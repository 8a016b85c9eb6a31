//! Classification of registry HTTP failures
//!
//! Maps status codes and bodies onto the [`RegistryError`] taxonomy: what
//! may be repeated becomes a transport error, what the registry rejected
//! with a structured fault becomes a business error, and everything we
//! cannot interpret becomes a process error.

use std::time::Duration;

use regsync_domain::{ItemError, RegSyncError, RegistryError};
use reqwest::header::{HeaderMap, RETRY_AFTER};
use reqwest::StatusCode;

/// Fallback wait when a rate-limited response carries no `Retry-After`.
pub const DEFAULT_RATE_LIMIT_DELAY: Duration = Duration::from_secs(60);

/// Categories of registry failures for retry decisions
#[derive(Debug, Clone, Copy, PartialEq, Eq)]
pub enum RegistryErrorCategory {
    /// 401/403; credentials must be fixed, not retried
    Authentication,
    /// 429
    RateLimit,
    /// 5xx
    Server,
    /// 4xx other than the above
    Client,
    /// Connection failures and timeouts
    Network,
}

impl RegistryErrorCategory {
    pub fn from_status(status: StatusCode) -> Self {
        if status == StatusCode::UNAUTHORIZED || status == StatusCode::FORBIDDEN {
            Self::Authentication
        } else if status == StatusCode::TOO_MANY_REQUESTS {
            Self::RateLimit
        } else if status.is_server_error() {
            Self::Server
        } else {
            Self::Client
        }
    }

    pub fn is_retryable(self) -> bool {
        matches!(self, Self::RateLimit | Self::Server | Self::Network)
    }
}

/// Turn a non-success response into a registry error.
pub fn classify_status(
    status: StatusCode,
    headers: &HeaderMap,
    url: &str,
    body: &str,
) -> RegistryError {
    let message = if body.is_empty() {
        format!("{url} returned status {status}")
    } else {
        format!("{url} returned status {status}: {}", truncate_body(body))
    };

    match RegistryErrorCategory::from_status(status) {
        RegistryErrorCategory::RateLimit => RegistryError::Transport {
            message,
            retry_after: Some(retry_after(headers).unwrap_or(DEFAULT_RATE_LIMIT_DELAY)),
        },
        RegistryErrorCategory::Server | RegistryErrorCategory::Network => {
            RegistryError::Transport { message, retry_after: retry_after(headers) }
        }
        RegistryErrorCategory::Authentication => {
            RegistryError::process(format!("registry authentication rejected: {message}"))
        }
        RegistryErrorCategory::Client => match parse_fault(body) {
            Some(fault) => RegistryError::Business(fault.into()),
            None => RegistryError::process(message),
        },
    }
}

/// Client-side failures reported by [`crate::http::HttpClient`].
pub fn from_client_error(err: RegSyncError) -> RegistryError {
    match err {
        RegSyncError::Network(message) => RegistryError::transport(message),
        RegSyncError::Registry(message) => RegistryError::process(message),
        RegSyncError::Config(message) | RegSyncError::Internal(message) => {
            RegistryError::internal(message)
        }
        other => RegistryError::process(other.to_string()),
    }
}

/// A response body that could not be decoded.
pub fn undecodable(what: &str, err: &serde_json::Error) -> RegistryError {
    RegistryError::process(format!("undecodable {what} from registry: {err}"))
}

/// Structured fault body: `{"fault": {...}}` or a bare `{"code", "description"}`.
pub fn parse_fault(body: &str) -> Option<ItemError> {
    #[derive(serde::Deserialize)]
    struct Envelope {
        fault: ItemError,
    }

    if body.trim().is_empty() {
        return None;
    }
    serde_json::from_str::<Envelope>(body)
        .map(|e| e.fault)
        .or_else(|_| serde_json::from_str::<ItemError>(body))
        .ok()
}

fn retry_after(headers: &HeaderMap) -> Option<Duration> {
    headers
        .get(RETRY_AFTER)
        .and_then(|value| value.to_str().ok())
        .and_then(|value| value.trim().parse::<u64>().ok())
        .map(Duration::from_secs)
}

fn truncate_body(body: &str) -> String {
    const MAX: usize = 200;
    if body.chars().count() <= MAX {
        body.to_string()
    } else {
        let cut: String = body.chars().take(MAX).collect();
        format!("{cut}...")
    }
}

* * *

[EXERCISE]
Set down the lines from the one with "fn truncate_body(body: &str)" through the end of the data above. Keep each exactly as written and add no other line.

[ANSWER TO THE PROBLEM]
fn truncate_body(body: &str) -> String {
    const MAX: usize = 200;
    if body.chars().count() <= MAX {
        body.to_string()
    } else {
        let cut: String = body.chars().take(MAX).collect();
        format!("{cut}...")
    }
}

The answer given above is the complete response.